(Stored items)
======

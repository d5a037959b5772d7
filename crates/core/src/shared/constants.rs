/// Extensions accepted when scanning a directory of annotated frames.
pub const IMAGE_EXTENSIONS: &[&str] = &["png", "jpg", "jpeg"];

/// Extension of raw input frames unless overridden.
pub const DEFAULT_FRAME_EXTENSION: &str = "png";

pub const ANNOTATED_SUFFIX: &str = "_ann.png";
pub const CROPPED_SUFFIX: &str = "_crop.png";

pub const OUT_MAX: &str = "composite_max.png";
pub const OUT_MEAN: &str = "composite_mean.png";
pub const OUT_HEATMAP: &str = "composite_heatmap.png";
pub const OUT_DENSITY: &str = "composite_density.png";
pub const OUT_OVERLAY: &str = "composite_overlay.png";
pub const OUT_CLUSTER_BOXES: &str = "heatmap_boxes.png";

/// Pure red in RGB order.
pub const BOX_COLOR: [u8; 3] = [255, 0, 0];

/// Outline thickness of cluster rectangles on the debug heatmap.
pub const CLUSTER_RECT_THICKNESS: u32 = 2;
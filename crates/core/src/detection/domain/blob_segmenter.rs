use crate::detection::domain::detection_config::ThresholdPolicy;
use crate::imaging::contours::external_bounding_rects;
use crate::imaging::median::median_3x3;
use crate::imaging::morphology::{dilate_n, StructuringElement};
use crate::imaging::threshold::{adaptive_mean, binarize, invert, otsu_level};
use crate::shared::bounding_box::BoundingBox;
use crate::shared::GrayGrid;

/// Offset subtracted from the local mean by the adaptive policy.
pub const ADAPTIVE_OFFSET: f64 = 2.0;

/// Smallest neighbourhood the adaptive policy will use.
pub const MIN_ADAPTIVE_BLOCK: usize = 11;

/// Turns a residual grid into candidate boxes.
pub struct BlobSegmenter {
    policy: ThresholdPolicy,
    invert: bool,
    remove_hot_pixels: bool,
    dilate_iterations: usize,
    adaptive_block: usize,
    bridge: StructuringElement,
}

impl BlobSegmenter {
    pub fn new(
        policy: ThresholdPolicy,
        invert: bool,
        remove_hot_pixels: bool,
        dilate_iterations: usize,
        kernel_size: usize,
    ) -> Self {
        Self {
            policy,
            invert,
            remove_hot_pixels,
            dilate_iterations,
            adaptive_block: adaptive_block_size(kernel_size),
            bridge: StructuringElement::ellipse(3),
        }
    }

    /// Binary mask of the residual: values are 0 or 255 only.
    pub fn mask(&self, residual: &GrayGrid) -> GrayGrid {
        let mut mask = match self.policy {
            ThresholdPolicy::Fixed { value } => binarize(residual, value.clamp(1, 254) as u8),
            ThresholdPolicy::Adaptive => adaptive_mean(residual, self.adaptive_block, ADAPTIVE_OFFSET),
            ThresholdPolicy::Otsu => binarize(residual, otsu_level(residual)),
        };
        if self.invert {
            mask = invert(&mask);
        }
        // Runs on the mask, not the residual: it targets isolated mask pixels.
        if self.remove_hot_pixels {
            mask = median_3x3(&mask);
        }
        if self.dilate_iterations > 0 {
            mask = dilate_n(&mask, &self.bridge, self.dilate_iterations);
        }
        mask
    }

    /// Bounding boxes of the outer components of the mask, in discovery order.
    pub fn segment(&self, residual: &GrayGrid) -> Vec<BoundingBox> {
        external_bounding_rects(&self.mask(residual))
    }
}

/// `3 * kernel_size`, forced odd, at least 11.
pub fn adaptive_block_size(kernel_size: usize) -> usize {
    ((kernel_size * 3) | 1).max(MIN_ADAPTIVE_BLOCK)
}
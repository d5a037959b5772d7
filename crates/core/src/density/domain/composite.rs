//! Whole-batch composites: per-pixel max, per-pixel mean and the heatmap overlay.

use thiserror::Error;

use crate::shared::frame::Frame;

#[derive(Error, Debug)]
pub enum CompositeError {
    #[error("size mismatch: base is {base_w}x{base_h}x{base_c}, heatmap is {heat_w}x{heat_h}x{heat_c}")]
    SizeMismatch {
        base_w: u32,
        base_h: u32,
        base_c: u8,
        heat_w: u32,
        heat_h: u32,
        heat_c: u8,
    },
}

/// Running max and sum over frames that share the first frame's size.
///
/// Frames are folded in one at a time so a batch never has to be held in
/// memory. Incompatible frames are rejected with a warning.
pub struct FrameStack {
    first: Frame,
    max: Vec<u8>,
    sums: Vec<u64>,
    count: u64,
}

impl FrameStack {
    pub fn new(first: Frame) -> Self {
        let max = first.data().to_vec();
        let sums = first.data().iter().map(|&v| v as u64).collect();
        Self {
            first,
            max,
            sums,
            count: 1,
        }
    }

    /// Folds `frame` in. Returns `false` if it was skipped.
    pub fn push(&mut self, frame: &Frame) -> bool {
        if !frame.same_size(&self.first) || frame.channels() != self.first.channels() {
            log::warn!(
                "Skipping {} ({}x{}): size differs from {}x{}",
                frame.name(),
                frame.width(),
                frame.height(),
                self.first.width(),
                self.first.height()
            );
            return false;
        }
        for ((m, s), &v) in self.max.iter_mut().zip(self.sums.iter_mut()).zip(frame.data()) {
            *m = (*m).max(v);
            *s += v as u64;
        }
        self.count += 1;
        true
    }

    pub fn len(&self) -> usize {
        self.count as usize
    }

    pub fn is_empty(&self) -> bool {
        self.count == 0
    }

    pub fn first(&self) -> &Frame {
        &self.first
    }

    /// Per-pixel, per-channel maximum.
    pub fn max(&self) -> Frame {
        self.shaped(self.max.clone())
    }

    /// Per-pixel, per-channel mean, truncated to an integer.
    pub fn mean(&self) -> Frame {
        let data = self.sums.iter().map(|&s| (s / self.count) as u8).collect();
        self.shaped(data)
    }

    fn shaped(&self, data: Vec<u8>) -> Frame {
        Frame::new(
            data,
            self.first.width(),
            self.first.height(),
            self.first.channels(),
            0,
        )
    }
}

fn stack(frames: &[Frame]) -> Option<FrameStack> {
    let (first, rest) = frames.split_first()?;
    let mut stack = FrameStack::new(first.clone());
    for f in rest {
        stack.push(f);
    }
    Some(stack)
}

/// Per-pixel, per-channel maximum. `None` for an empty batch.
pub fn max_projection(frames: &[Frame]) -> Option<Frame> {
    stack(frames).map(|s| s.max())
}

/// Per-pixel, per-channel mean, truncated to an integer. `None` for an empty batch.
pub fn mean_stack(frames: &[Frame]) -> Option<Frame> {
    stack(frames).map(|s| s.mean())
}

/// `alpha * heat + (1 - alpha) * base`, rounded. `alpha` is clamped to `[0, 1]`.
pub fn overlay(base: &Frame, heat: &Frame, alpha: f64) -> Result<Frame, CompositeError> {
    if !base.same_size(heat) || base.channels() != heat.channels() {
        return Err(CompositeError::SizeMismatch {
            base_w: base.width(),
            base_h: base.height(),
            base_c: base.channels(),
            heat_w: heat.width(),
            heat_h: heat.height(),
            heat_c: heat.channels(),
        });
    }
    let alpha = if alpha.is_nan() { 0.0 } else { alpha.clamp(0.0, 1.0) };
    let data = base
        .data()
        .iter()
        .zip(heat.data())
        .map(|(&b, &h)| (alpha * h as f64 + (1.0 - alpha) * b as f64).round().clamp(0.0, 255.0) as u8)
        .collect();
    Ok(Frame::new(data, base.width(), base.height(), base.channels(), base.index()))
}
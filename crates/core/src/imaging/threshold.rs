//! Binarization of 8-bit grids. Every mask produced here holds only 0 and 255.

use ndarray::Array2;

use crate::imaging::stats::{histogram, percentile};
use crate::shared::GrayGrid;

pub const FOREGROUND: u8 = 255;
pub const BACKGROUND: u8 = 0;

/// Marks pixels strictly brighter than `level` as foreground.
pub fn binarize(grid: &GrayGrid, level: u8) -> GrayGrid {
    grid.mapv(|v| if v > level { FOREGROUND } else { BACKGROUND })
}

pub fn invert(mask: &GrayGrid) -> GrayGrid {
    mask.mapv(|v| 255 - v)
}

/// Global level maximizing the between-class variance of the histogram.
///
/// A grid with a single distinct value has no meaningful split; its value is
/// returned so that binarizing with it yields an empty mask.
pub fn otsu_level(grid: &GrayGrid) -> u8 {
    let hist = histogram(grid.iter());
    let total = grid.len() as f64;
    let Some(min_value) = hist.iter().position(|&c| c > 0) else {
        return 0;
    };

    let sum_all: f64 = hist.iter().enumerate().map(|(i, &c)| i as f64 * c as f64).sum();
    let mut sum_bg = 0.0;
    let mut weight_bg = 0.0;
    let mut best_variance = 0.0;
    let mut best_level = min_value as u8;

    for (level, &count) in hist.iter().enumerate() {
        weight_bg += count as f64;
        if weight_bg == 0.0 {
            continue;
        }
        let weight_fg = total - weight_bg;
        if weight_fg == 0.0 {
            break;
        }
        sum_bg += level as f64 * count as f64;
        let mean_bg = sum_bg / weight_bg;
        let mean_fg = (sum_all - sum_bg) / weight_fg;
        let variance = weight_bg * weight_fg * (mean_bg - mean_fg).powi(2);
        if variance > best_variance {
            best_variance = variance;
            best_level = level as u8;
        }
    }
    best_level
}

/// Per-pixel threshold against the mean of a `block_size` window.
///
/// A pixel is foreground when it exceeds `local_mean - offset`. Windows are
/// truncated at the borders. `block_size` is forced odd and at least 3.
pub fn adaptive_mean(grid: &GrayGrid, block_size: usize, offset: f64) -> GrayGrid {
    let (height, width) = grid.dim();
    let radius = (block_size.max(3) | 1) / 2;

    // Summed-area table with a zero guard row and column.
    let mut integral = Array2::<u64>::zeros((height + 1, width + 1));
    for y in 0..height {
        let mut row_sum = 0u64;
        for x in 0..width {
            row_sum += grid[[y, x]] as u64;
            integral[[y + 1, x + 1]] = integral[[y, x + 1]] + row_sum;
        }
    }

    Array2::from_shape_fn((height, width), |(y, x)| {
        let y0 = y.saturating_sub(radius);
        let x0 = x.saturating_sub(radius);
        let y1 = (y + radius + 1).min(height);
        let x1 = (x + radius + 1).min(width);
        let sum = integral[[y1, x1]] + integral[[y0, x0]] - integral[[y0, x1]] - integral[[y1, x0]];
        let count = ((y1 - y0) * (x1 - x0)) as f64;
        let mean = sum as f64 / count;
        if grid[[y, x]] as f64 > mean - offset {
            FOREGROUND
        } else {
            BACKGROUND
        }
    })
}

/// The `p`-th percentile of all pixel values, truncated to an integer level.
pub fn percentile_level(grid: &GrayGrid, p: f64) -> u8 {
    let values: Vec<f64> = grid.iter().map(|&v| v as f64).collect();
    percentile(&values, p).map_or(0, |v| v.clamp(0.0, 255.0) as u8)
}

======

**TASK PROMPT**. Using the entries above, output exactly the lines between the line holding "use crate::shared::bounding_box::BoundingBox;" and the line holding "in discovery order.", end lines included, and nothing more.

**ANSWER SECTION**.
use crate::shared::bounding_box::BoundingBox;
use crate::shared::GrayGrid;

/// Offset subtracted from the local mean by the adaptive policy.
pub const ADAPTIVE_OFFSET: f64 = 2.0;

/// Smallest neighbourhood the adaptive policy will use.
pub const MIN_ADAPTIVE_BLOCK: usize = 11;

/// Turns a residual grid into candidate boxes.
pub struct BlobSegmenter {
    policy: ThresholdPolicy,
    invert: bool,
    remove_hot_pixels: bool,
    dilate_iterations: usize,
    adaptive_block: usize,
    bridge: StructuringElement,
}

impl BlobSegmenter {
    pub fn new(
        policy: ThresholdPolicy,
        invert: bool,
        remove_hot_pixels: bool,
        dilate_iterations: usize,
        kernel_size: usize,
    ) -> Self {
        Self {
            policy,
            invert,
            remove_hot_pixels,
            dilate_iterations,
            adaptive_block: adaptive_block_size(kernel_size),
            bridge: StructuringElement::ellipse(3),
        }
    }

    /// Binary mask of the residual: values are 0 or 255 only.
    pub fn mask(&self, residual: &GrayGrid) -> GrayGrid {
        let mut mask = match self.policy {
            ThresholdPolicy::Fixed { value } => binarize(residual, value.clamp(1, 254) as u8),
            ThresholdPolicy::Adaptive => adaptive_mean(residual, self.adaptive_block, ADAPTIVE_OFFSET),
            ThresholdPolicy::Otsu => binarize(residual, otsu_level(residual)),
        };
        if self.invert {
            mask = invert(&mask);
        }
        // Runs on the mask, not the residual: it targets isolated mask pixels.
        if self.remove_hot_pixels {
            mask = median_3x3(&mask);
        }
        if self.dilate_iterations > 0 {
            mask = dilate_n(&mask, &self.bridge, self.dilate_iterations);
        }
        mask
    }

    /// Bounding boxes of the outer components of the mask, in discovery order.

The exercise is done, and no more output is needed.